Stored data entries |
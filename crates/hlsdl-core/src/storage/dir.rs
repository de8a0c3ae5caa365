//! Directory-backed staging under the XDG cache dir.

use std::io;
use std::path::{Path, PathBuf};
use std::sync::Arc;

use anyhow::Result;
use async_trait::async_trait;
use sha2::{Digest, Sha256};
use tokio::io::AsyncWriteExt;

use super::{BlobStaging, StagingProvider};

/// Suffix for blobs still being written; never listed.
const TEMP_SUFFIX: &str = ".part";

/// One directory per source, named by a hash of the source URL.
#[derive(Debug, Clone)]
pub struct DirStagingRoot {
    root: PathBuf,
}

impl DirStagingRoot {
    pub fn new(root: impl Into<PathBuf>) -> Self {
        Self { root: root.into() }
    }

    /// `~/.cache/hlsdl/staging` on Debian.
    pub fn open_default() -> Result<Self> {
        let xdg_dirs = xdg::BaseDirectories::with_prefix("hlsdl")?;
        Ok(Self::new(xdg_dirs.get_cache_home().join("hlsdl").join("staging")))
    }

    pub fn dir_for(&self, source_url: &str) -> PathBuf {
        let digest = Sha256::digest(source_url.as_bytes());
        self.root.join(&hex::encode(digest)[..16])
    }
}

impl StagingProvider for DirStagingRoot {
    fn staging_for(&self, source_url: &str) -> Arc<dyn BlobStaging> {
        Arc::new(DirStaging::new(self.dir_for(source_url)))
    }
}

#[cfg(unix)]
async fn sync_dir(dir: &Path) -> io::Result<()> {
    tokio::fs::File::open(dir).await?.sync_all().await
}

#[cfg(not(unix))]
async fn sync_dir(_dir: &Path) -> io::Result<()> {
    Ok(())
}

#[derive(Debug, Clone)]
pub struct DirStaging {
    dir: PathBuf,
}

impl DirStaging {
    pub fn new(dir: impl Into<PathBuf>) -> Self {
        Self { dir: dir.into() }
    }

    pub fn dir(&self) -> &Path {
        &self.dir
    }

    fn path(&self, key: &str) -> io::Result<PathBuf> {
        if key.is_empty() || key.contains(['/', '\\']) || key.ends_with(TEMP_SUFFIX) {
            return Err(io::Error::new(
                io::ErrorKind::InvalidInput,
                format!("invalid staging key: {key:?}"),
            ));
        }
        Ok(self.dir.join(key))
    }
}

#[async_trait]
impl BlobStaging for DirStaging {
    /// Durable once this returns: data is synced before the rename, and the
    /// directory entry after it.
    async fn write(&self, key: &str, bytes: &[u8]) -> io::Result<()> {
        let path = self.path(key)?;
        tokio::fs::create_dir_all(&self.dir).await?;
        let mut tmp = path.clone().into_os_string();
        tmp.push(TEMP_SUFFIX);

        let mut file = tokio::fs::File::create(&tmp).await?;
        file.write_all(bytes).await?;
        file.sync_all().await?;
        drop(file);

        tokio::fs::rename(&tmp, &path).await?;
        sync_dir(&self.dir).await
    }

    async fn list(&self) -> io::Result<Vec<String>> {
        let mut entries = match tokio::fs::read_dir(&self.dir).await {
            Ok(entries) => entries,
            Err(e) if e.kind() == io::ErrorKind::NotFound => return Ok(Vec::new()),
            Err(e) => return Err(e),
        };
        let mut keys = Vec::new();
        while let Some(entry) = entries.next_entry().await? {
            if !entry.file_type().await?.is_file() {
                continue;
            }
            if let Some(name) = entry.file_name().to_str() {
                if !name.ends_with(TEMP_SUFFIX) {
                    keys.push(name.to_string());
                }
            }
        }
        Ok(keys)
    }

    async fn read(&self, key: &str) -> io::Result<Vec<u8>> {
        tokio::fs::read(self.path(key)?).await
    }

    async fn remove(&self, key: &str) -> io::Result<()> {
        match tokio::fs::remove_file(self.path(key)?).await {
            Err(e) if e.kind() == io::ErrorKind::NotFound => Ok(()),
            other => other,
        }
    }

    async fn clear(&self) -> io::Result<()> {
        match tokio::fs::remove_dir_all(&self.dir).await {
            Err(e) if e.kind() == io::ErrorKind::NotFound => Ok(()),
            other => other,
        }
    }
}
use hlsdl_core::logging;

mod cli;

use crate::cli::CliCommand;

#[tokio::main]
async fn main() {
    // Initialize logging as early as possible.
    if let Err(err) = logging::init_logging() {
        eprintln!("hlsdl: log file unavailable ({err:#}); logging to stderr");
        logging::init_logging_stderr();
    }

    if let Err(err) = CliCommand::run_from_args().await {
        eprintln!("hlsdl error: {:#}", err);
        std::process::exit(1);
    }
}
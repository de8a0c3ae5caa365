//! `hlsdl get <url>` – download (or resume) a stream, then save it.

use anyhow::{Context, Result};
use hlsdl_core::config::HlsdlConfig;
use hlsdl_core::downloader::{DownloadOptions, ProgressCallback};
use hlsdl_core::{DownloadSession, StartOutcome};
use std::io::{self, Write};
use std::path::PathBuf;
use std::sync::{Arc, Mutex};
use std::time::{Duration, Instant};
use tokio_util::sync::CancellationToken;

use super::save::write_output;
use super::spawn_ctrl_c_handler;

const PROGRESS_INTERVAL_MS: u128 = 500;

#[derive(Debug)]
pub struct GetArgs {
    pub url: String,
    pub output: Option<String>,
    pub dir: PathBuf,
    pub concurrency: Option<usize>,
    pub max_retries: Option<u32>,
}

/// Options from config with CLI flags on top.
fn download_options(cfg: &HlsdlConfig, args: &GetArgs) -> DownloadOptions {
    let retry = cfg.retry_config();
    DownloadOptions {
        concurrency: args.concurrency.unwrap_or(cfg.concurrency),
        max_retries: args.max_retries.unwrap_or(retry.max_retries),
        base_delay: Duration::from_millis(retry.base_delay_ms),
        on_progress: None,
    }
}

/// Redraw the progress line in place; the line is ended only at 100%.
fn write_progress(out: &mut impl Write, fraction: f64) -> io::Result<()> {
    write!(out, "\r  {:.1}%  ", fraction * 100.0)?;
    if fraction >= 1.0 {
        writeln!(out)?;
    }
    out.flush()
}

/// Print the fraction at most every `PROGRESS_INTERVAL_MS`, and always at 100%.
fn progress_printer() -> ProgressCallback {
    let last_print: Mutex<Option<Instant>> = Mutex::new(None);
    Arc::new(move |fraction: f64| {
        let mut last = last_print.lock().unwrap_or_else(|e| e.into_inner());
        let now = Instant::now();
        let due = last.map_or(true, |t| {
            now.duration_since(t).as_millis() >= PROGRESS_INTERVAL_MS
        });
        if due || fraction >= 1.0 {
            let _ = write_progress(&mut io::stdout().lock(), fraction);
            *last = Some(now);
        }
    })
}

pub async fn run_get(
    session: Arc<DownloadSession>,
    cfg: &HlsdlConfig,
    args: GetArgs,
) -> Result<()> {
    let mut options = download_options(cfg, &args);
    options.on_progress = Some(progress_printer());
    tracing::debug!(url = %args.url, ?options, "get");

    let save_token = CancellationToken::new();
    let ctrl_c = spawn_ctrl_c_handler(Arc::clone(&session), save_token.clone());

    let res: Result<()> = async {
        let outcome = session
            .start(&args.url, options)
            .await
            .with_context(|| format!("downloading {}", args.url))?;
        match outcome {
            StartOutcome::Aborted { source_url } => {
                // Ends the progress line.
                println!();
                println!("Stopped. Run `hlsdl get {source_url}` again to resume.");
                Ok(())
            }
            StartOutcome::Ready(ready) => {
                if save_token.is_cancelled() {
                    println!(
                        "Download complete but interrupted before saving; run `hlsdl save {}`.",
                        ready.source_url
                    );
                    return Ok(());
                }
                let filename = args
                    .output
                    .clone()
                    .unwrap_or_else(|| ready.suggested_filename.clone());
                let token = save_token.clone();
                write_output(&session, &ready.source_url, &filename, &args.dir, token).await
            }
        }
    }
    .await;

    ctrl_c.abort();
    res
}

The problem |
Copy out each line of the entries where the word "before" is found.

Your solution |
    /// Durable once this returns: data is synced before the rename, and the
                        "Download complete but interrupted before saving; run `hlsdl save {}`.",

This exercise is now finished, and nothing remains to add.